Le barbouilleur du coin suffit à ceux qui n’ont qu’un luxe grossier. De plus, la peinture est un art mercenaire qui demande du génie, et les formes des gouvernements de l’Europe, avilissant tout ce qui n’était pas gentilhomme, le réduisaient à un pur mécanisme. Pour la Grèce, elle était trop ruinée, trop ravagée et par l’instabilité de son trône, et par les incursions des Sarrasins et des Bulgares, pour cultiver les arts agréables avec succès. Elle contribua pourtant à réveiller Rome au quatorzième siècle par l’enthousiasme qu’elle inspira pour l’antiquité.
Il est des parties dans les arts de goût qui ont pu se perfectionner avec le temps, témoin la perspective, qui dépend de l’optique. Mais la couleur locale, l’imitation de la nature, l’expression même des passions, sont de tous les temps.
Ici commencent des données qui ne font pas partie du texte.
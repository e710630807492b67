#![doc = include_str!("../README.md")]

pub mod datalink;
pub mod util;

// Re-export main types without glob imports to avoid conflicts
pub use datalink::mstp::{
    Clock, Frame, FrameType, ManualClock, MasterHandle, MasterNodeListener, MasterState,
    MasterStats, MstpMaster, OctetStream, SystemClock, MSTP_BROADCAST_ADDRESS, MSTP_MAX_MASTER,
};
pub use datalink::{DataLinkError, Result};
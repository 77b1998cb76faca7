use thiserror::Error;

#[derive(Debug, Error)]
pub enum ExporterError {
    #[error("Device request failed: {0}")]
    Http(#[from] reqwest::Error),

    #[error("Device returned HTTP {status} for {method}")]
    DeviceStatus { method: &'static str, status: u16 },

    #[error("Invalid JSON response from {method}: {source}")]
    InvalidJson {
        method: &'static str,
        #[source]
        source: serde_json::Error,
    },

    #[error("Missing field `{path}` in {document} response")]
    MissingField { document: &'static str, path: String },

    #[error("Field `{path}` in {document} response is not {expected}")]
    InvalidField {
        document: &'static str,
        path: String,
        expected: &'static str,
    },

    #[error("No catalog entry for metric key `{0}`")]
    UnknownMetric(String),

    #[error("Counter {name} cannot take negative value {value}")]
    NegativeCounter { name: &'static str, value: i64 },

    #[error("Configuration error: {0}")]
    Config(String),

    #[error("Prometheus error: {0}")]
    Prometheus(#[from] prometheus::Error),

    #[error("HTTP server error: {0}")]
    Server(String),

    #[error("IO error: {0}")]
    Io(#[from] std::io::Error),
}

pub type Result<T> = std::result::Result<T, ExporterError>;
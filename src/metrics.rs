//! Prometheus Metrics Definitions
//!
//! This module holds the static metric catalog and the registry that turns
//! one scrape's [`ExpositionRecord`]s into Prometheus exposition output.
//!
//! # Metric Categories
//!
//! ## Feature Flags (gauge, 1=enabled, 0=disabled)
//! - `shelly_bluetooth_state`, `shelly_cloud_state`, `shelly_mqtt_state`
//!
//! ## Switch Channel
//! - `shelly_output_state` - relay output (1=on, 0=off)
//! - `shelly_apower`, `shelly_voltage`, `shelly_current`, `shelly_temperature`
//!
//! ## System
//! - `shelly_uptime` - seconds since boot (counter, resets on reboot)
//! - `shelly_ram_size`, `shelly_ram_free`, `shelly_fs_size`, `shelly_fs_free`
//!
//! ## Network
//! - `shelly_wifi_rssi`
//!
//! Every sample carries the `firmware`, `job`, `model` and `wifi_ip` labels.
//! Values are integers: device readings are truncated toward zero.

use crate::collectors::ExpositionRecord;
use crate::error::{ExporterError, Result};
use prometheus::{
    Encoder, IntCounterVec, IntGaugeVec, Opts, ProtobufEncoder, Registry, TextEncoder,
};
use std::collections::{BTreeMap, HashMap};

/// Prefix of every exposition name
pub const NAMESPACE: &str = "shelly";

pub const LABEL_FIRMWARE: &str = "firmware";
pub const LABEL_JOB: &str = "job";
pub const LABEL_MODEL: &str = "model";
pub const LABEL_WIFI_IP: &str = "wifi_ip";

/// Label names attached to every sample, in exposition order
pub const LABEL_NAMES: [&str; 4] = [LABEL_FIRMWARE, LABEL_JOB, LABEL_MODEL, LABEL_WIFI_IP];

#[derive(Debug, Clone, Copy, PartialEq, Eq)]
pub enum MetricKind {
    Gauge,
    /// Monotonic while the device is up, resets to 0 on reboot
    Counter,
}

#[derive(Debug, Clone, Copy, PartialEq, Eq)]
pub struct MetricSpec {
    pub key: &'static str,
    pub name: &'static str,
    pub help: &'static str,
    pub kind: MetricKind,
}

const fn gauge(key: &'static str, name: &'static str, help: &'static str) -> MetricSpec {
    MetricSpec {
        key,
        name,
        help,
        kind: MetricKind::Gauge,
    }
}

pub static CATALOG: [MetricSpec; 14] = [
    gauge(
        "bluetooth_state",
        "shelly_bluetooth_state",
        "Bluetooth State (1: ON, 0: OFF)",
    ),
    gauge("cloud_state", "shelly_cloud_state", "Cloud State (1: ON, 0: OFF)"),
    gauge("mqtt_state", "shelly_mqtt_state", "MQTT State (1: ON, 0: OFF)"),
    gauge("apower", "shelly_apower", "Power (Watt)"),
    gauge("voltage", "shelly_voltage", "Voltage (Volt)"),
    gauge("current", "shelly_current", "Current (Ampere)"),
    gauge(
        "output_state",
        "shelly_output_state",
        "Output State (1: ON, 0: OFF)",
    ),
    gauge("temperature", "shelly_temperature", "Temperature (°C)"),
    gauge("wifi_rssi", "shelly_wifi_rssi", "Wifi Signal Strength"),
    gauge("fs_size", "shelly_fs_size", "Total amount of FS in bytes"),
    gauge("fs_free", "shelly_fs_free", "Available amount of FS in bytes"),
    gauge("ram_size", "shelly_ram_size", "Total amount of RAM in bytes"),
    gauge("ram_free", "shelly_ram_free", "Available amount of RAM in bytes"),
    MetricSpec {
        key: "uptime",
        name: "shelly_uptime",
        help: "Seconds elapsed since boot",
        kind: MetricKind::Counter,
    },
];

/// Looks up a catalog entry by field key
pub fn lookup(key: &str) -> Option<&'static MetricSpec> {
    CATALOG.iter().find(|spec| spec.key == key)
}

/// Wire format chosen from the scrape's `Accept` header
#[derive(Debug, Clone, Copy, PartialEq, Eq)]
pub enum ExpositionFormat {
    Text,
    Protobuf,
}

impl ExpositionFormat {
    /// Picks protobuf only when the scraper explicitly asks for the
    /// delimited `MetricFamily` encoding; text otherwise.
    pub fn negotiate(accept: Option<&str>) -> Self {
        let Some(accept) = accept else {
            return ExpositionFormat::Text;
        };

        let wants_protobuf = accept.split(',').any(|media_range| {
            let mut parts = media_range.split(';').map(str::trim);
            let media_type = parts.next().unwrap_or_default();
            let mut describes_families = false;
            for param in parts {
                match param.split_once('=').map(|(k, v)| (k.trim(), v.trim())) {
                    Some(("proto", "io.prometheus.client.MetricFamily")) => {
                        describes_families = true
                    }
                    // q=0 means "not acceptable"
                    Some(("q", q)) if q.parse::<f32>().is_ok_and(|q| q <= 0.0) => {
                        return false
                    }
                    _ => {}
                }
            }
            media_type == "application/vnd.google.protobuf" && describes_families
        });

        if wants_protobuf {
            ExpositionFormat::Protobuf
        } else {
            ExpositionFormat::Text
        }
    }

    pub fn content_type(&self) -> String {
        match self {
            ExpositionFormat::Text => format!("{}; charset=utf-8", TextEncoder::new().format_type()),
            ExpositionFormat::Protobuf => ProtobufEncoder::new().format_type().to_string(),
        }
    }
}

enum CatalogMetric {
    Gauge(IntGaugeVec),
    Counter(IntCounterVec),
}

/// Registry holding one labelled metric per catalog entry
///
/// Built once at startup and shared through the server state. Each call to
/// [`MetricsRegistry::render`] clears every series and repopulates it from
/// the records of the current scrape, so nothing leaks between scrapes.
/// Callers must serialize `render` calls.
pub struct MetricsRegistry {
    registry: Registry,
    metrics: BTreeMap<&'static str, CatalogMetric>,
}

impl MetricsRegistry {
    pub fn new() -> Result<Self> {
        let registry = Registry::new();
        let mut metrics = BTreeMap::new();

        for spec in CATALOG.iter() {
            let opts = Opts::new(spec.name, spec.help);
            let metric = match spec.kind {
                MetricKind::Gauge => {
                    let vec = IntGaugeVec::new(opts, &LABEL_NAMES)?;
                    registry.register(Box::new(vec.clone()))?;
                    CatalogMetric::Gauge(vec)
                }
                MetricKind::Counter => {
                    let vec = IntCounterVec::new(opts, &LABEL_NAMES)?;
                    registry.register(Box::new(vec.clone()))?;
                    CatalogMetric::Counter(vec)
                }
            };
            metrics.insert(spec.key, metric);
        }

        Ok(Self { registry, metrics })
    }

    /// Encodes `records` in `format`.
    ///
    /// A non-empty `names` keeps only the metric families listed there.
    pub fn render(
        &self,
        records: &[ExpositionRecord],
        format: ExpositionFormat,
        names: &[String],
    ) -> Result<Vec<u8>> {
        self.reset();

        for record in records {
            if !names.is_empty() && !names.iter().any(|name| name == record.spec.name) {
                continue;
            }
            self.observe(record)?;
        }

        let families = self.registry.gather();
        let mut buffer = Vec::new();
        match format {
            ExpositionFormat::Text => TextEncoder::new().encode(&families, &mut buffer)?,
            ExpositionFormat::Protobuf => ProtobufEncoder::new().encode(&families, &mut buffer)?,
        }
        Ok(buffer)
    }

    /// Renders `records` as Prometheus text
    pub fn render_text(&self, records: &[ExpositionRecord]) -> Result<String> {
        let buffer = self.render(records, ExpositionFormat::Text, &[])?;
        String::from_utf8(buffer).map_err(|e| ExporterError::Server(e.to_string()))
    }

    fn observe(&self, record: &ExpositionRecord) -> Result<()> {
        let metric = self
            .metrics
            .get(record.spec.key)
            .ok_or_else(|| ExporterError::UnknownMetric(record.spec.key.to_string()))?;

        let labels: HashMap<&str, &str> = record.labels.iter().collect();
        match metric {
            CatalogMetric::Gauge(vec) => vec.get_metric_with(&labels)?.set(record.value),
            CatalogMetric::Counter(vec) => {
                let value =
                    u64::try_from(record.value).map_err(|_| ExporterError::NegativeCounter {
                        name: record.spec.name,
                        value: record.value,
                    })?;
                vec.get_metric_with(&labels)?.inc_by(value);
            }
        }
        Ok(())
    }

    fn reset(&self) {
        for metric in self.metrics.values() {
            match metric {
                CatalogMetric::Gauge(vec) => vec.reset(),
                CatalogMetric::Counter(vec) => vec.reset(),
            }
        }
    }
}
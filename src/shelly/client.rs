//! Shelly HTTP RPC Client
//!
//! Gen2+ Shelly devices expose their RPC API as plain HTTP GETs under
//! `/rpc/<Method>`, each answering with a JSON document.
//!
//! # Example
//!
//! ```no_run
//! use shelly_exporter::config::ShellyConfig;
//! use shelly_exporter::shelly::ShellyClient;
//!
//! # async fn example() -> anyhow::Result<()> {
//! let config = ShellyConfig {
//!     host: "192.168.1.50".to_string(),
//!     ..ShellyConfig::default()
//! };
//!
//! let client = ShellyClient::new(&config)?;
//! let snapshot = client.fetch_snapshot().await?;
//! println!("{}", snapshot.device_info);
//! # Ok(())
//! # }
//! ```

use crate::config::ShellyConfig;
use crate::error::{ExporterError, Result};
use crate::shelly::types::{DeviceSnapshot, RpcMethod};
use serde_json::Value;
use std::time::Duration;
use tracing::debug;

/// Client for the Shelly RPC API
///
/// Wraps a pooled `reqwest::Client`, so the connection to the device is
/// reused across calls and scrapes. The client is `Send` and `Sync`.
pub struct ShellyClient {
    http: reqwest::Client,
    endpoint: String,
}

impl ShellyClient {
    pub fn new(config: &ShellyConfig) -> Result<Self> {
        let http = reqwest::Client::builder()
            .timeout(Duration::from_secs(config.timeout_seconds))
            .danger_accept_invalid_certs(!config.verify_tls)
            .user_agent(concat!("shelly-exporter/", env!("CARGO_PKG_VERSION")))
            .build()?;

        Ok(Self {
            http,
            endpoint: config.rpc_endpoint(),
        })
    }

    /// Base URL every method is appended to
    pub fn endpoint(&self) -> &str {
        &self.endpoint
    }

    /// Fetches DeviceInfo, Config and Status, in that order.
    ///
    /// The first failing call aborts the cycle.
    pub async fn fetch_snapshot(&self) -> Result<DeviceSnapshot> {
        let device_info = self.call(RpcMethod::GetDeviceInfo).await?;
        let config = self.call(RpcMethod::GetConfig).await?;
        let status = self.call(RpcMethod::GetStatus).await?;

        Ok(DeviceSnapshot {
            device_info,
            config,
            status,
        })
    }

    async fn call(&self, method: RpcMethod) -> Result<Value> {
        let url = format!("{}/{}", self.endpoint, method.as_str());
        debug!("GET {}", url);

        let response = self.http.get(&url).send().await?;
        let status = response.status();
        if !status.is_success() {
            return Err(ExporterError::DeviceStatus {
                method: method.as_str(),
                status: status.as_u16(),
            });
        }

        let body = response.bytes().await?;
        serde_json::from_slice(&body).map_err(|source| ExporterError::InvalidJson {
            method: method.as_str(),
            source,
        })
    }
}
Ainsi ceux des grands hommes qui dans tous les temps ont poussé l’art à un certain point, acquirent, par rapport aux siècles postérieurs, une certaine égalité, et par là ils sont plus heureux en quelque manière que les philosophes, qui deviennent nécessairement surannés et inutiles par les progrès de leurs successeurs.
Les grands hommes dans l’éloquence et dans la poésie ont la même immortalité, et d’une manière encore plus durable, parce que leurs ouvrages se perpétuent et se multiplient par le moyen des copies. Leurs progrès dépendent des langues, des circonstances, des mœurs et du hasard, qui développent dans une nation plusieurs grands génies.
Nous devons remarquer une chose sur l’éloquence, c’est que, quand nous parlons de ses progrès et de sa décadence, nous ne songeons qu’à l’éloquence étudiée, aux discours d’apparat ; car dans tous les temps, chez tous les peuples, les passions et les affaires ont produit des hommes vraiment éloquents.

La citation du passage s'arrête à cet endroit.